Study of a novel TFEB activator on attenuating Tau pathology in Alzheimer’s disease

Alzheimer’s disease (AD) is the most common neurodegenerative disorder, affecting 4–8% of the elderly population worldwide. Currently no drugs are capable of curing this disease. AD is characterized by the deposition of extracellular amyloid plaques composed of β-amyloid peptides (Aβ) and intracellular neurofibrillary tangles consisting of hyperphosphorylated Tau protein in the brain. In the past few decades, great efforts have been made for AD drug discovery mainly based on targeting Aβ. However, none of the small molecules used for targeting Aβ have produced meaningful results in clinical trials. Given that hyperphosphorylated Tau in neurofibrillary tangles (NFT) are more strongly correlated with memory deficits than Aβ in clinical research, the target is moving from Aβ to Tau for developing AD drugs. Increasing evidence has demonstrated that activation of TFEB (transcription factor EB), a master regulator of autophagy and lysosomal biogenesis, can ameliorate neurotoxicity and rescue neurodegeneration in AD animal models.

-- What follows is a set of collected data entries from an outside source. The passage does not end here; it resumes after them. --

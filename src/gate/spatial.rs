//! Spatial gating: summarize the channel axis at every position, convolve the
//! 2-channel summary down to a single-plane gate, and rescale positions.

use serde::{Deserialize, Serialize};
use tch::{nn, Kind, Tensor};

use crate::{init, AttentionError, Result};

/// Static configuration for [`SpatialGate`].
#[derive(Debug, Clone, Serialize, Deserialize)]
pub struct SpatialGateConfig {
    /// Convolution kernel size; must be odd so `(k - 1) / 2` padding preserves
    /// the spatial extent.
    #[serde(default = "default_kernel")]
    pub kernel_size: i64,
    /// Batch-normalize the raw gate plane before the sigmoid.
    #[serde(default = "default_batch_norm")]
    pub batch_norm: bool,
}

fn default_kernel() -> i64 {
    7
}

fn default_batch_norm() -> bool {
    true
}

impl Default for SpatialGateConfig {
    fn default() -> Self {
        Self {
            kernel_size: default_kernel(),
            batch_norm: default_batch_norm(),
        }
    }
}

impl SpatialGateConfig {
    pub fn validate(&self) -> Result<()> {
        if self.kernel_size <= 0 || self.kernel_size % 2 == 0 {
            return Err(AttentionError::Config(format!(
                "Spatial kernel size must be odd and positive, got {}",
                self.kernel_size
            )));
        }
        Ok(())
    }
}

/// Per-position gate over a `[batch, channel, freq, time]` feature map.
#[derive(Debug)]
pub struct SpatialGate {
    conv: nn::Conv2D,
    norm: Option<nn::BatchNorm>,
}

impl SpatialGate {
    pub fn new(config: &SpatialGateConfig, path: &nn::Path) -> Result<Self> {
        config.validate()?;

        let mut conv = nn::conv2d(
            path / "spatial",
            2,
            1,
            config.kernel_size,
            nn::ConvConfig {
                padding: (config.kernel_size - 1) / 2,
                bias: false,
                ..Default::default()
            },
        );
        init::xavier_uniform(&mut conv.ws)?;

        let norm = if config.batch_norm {
            Some(nn::batch_norm2d(path / "norm", 1, Default::default()))
        } else {
            None
        };

        Ok(Self { conv, norm })
    }

    /// Rescales `x` per spatial position; the output shape equals the input
    /// shape. `train` drives batch-norm statistics when normalization is
    /// enabled.
    pub fn forward(&self, x: &Tensor, train: bool) -> Result<Tensor> {
        if x.dim() != 4 {
            return Err(AttentionError::ShapeMismatch(format!(
                "SpatialGate expects [batch, channel, freq, time], got {:?}",
                x.size()
            )));
        }

        // [B, C, H, W] -> [B, 2, H, W]: max and mean across the channel axis
        let (max_pool, _) = x.max_dim(1, true);
        let mean_pool = x.mean_dim(&[1i64][..], true, Kind::Float);
        let compressed = Tensor::cat(&[max_pool, mean_pool], 1);

        let mut raw = compressed.apply(&self.conv);
        if let Some(norm) = &self.norm {
            raw = raw.apply_t(norm, train);
        }

        Ok(x * raw.sigmoid())
    }
}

However, currently known TFEB activators also inhibit mTOR, a master regulator of cell growth and metabolism. Thus, the identification of TFEB activators, as safe drugs, acting without inhibiting the mTOR pathway would be preferred and would probably have few side effects in AD treatment.

Our group recently screened and identified a synthesized monocarbonyl analog of curcumin, termed C1. C1 binds and activates TFEB to promote autophagy and lysosomal biogenesis in an mTOR-independent manner (Song JX, et al Autophagy 2016). Given the fact that TFEB overexpression promotes the clearance of Tau, we tested the effect of C1 on the degradation of Tau proteins in cells and animal models. Our preliminary data show that C1 promotes the clearance of aberrant Tau in vitro and in vivo. Importantly, C1 improves motor performance in P301S Tau transgenic mice in the Rotarod test. This function improvement is accompanied with significant Tau clearance in Tau transgenic mice. Thus, we hypothesize that C1 activates TFEB to attenuate Tau pathology in AD animal models.

In this study we propose: (1) To consolidate the neuroprotective effects of C1 in P301S Tau transgenic AD mice；(2) To determine the mechanism by which C1 promotes the clearance of aberrant Tau in neuronal cells; and (3) To evaluate the pharmacokinetics and safety of curcumin analog C1. In summary, this study will provide promising pre-clinical data of a novel mTOR-independent, BBB-permeable TFEB activator for developing a disease-modifying drug for AD.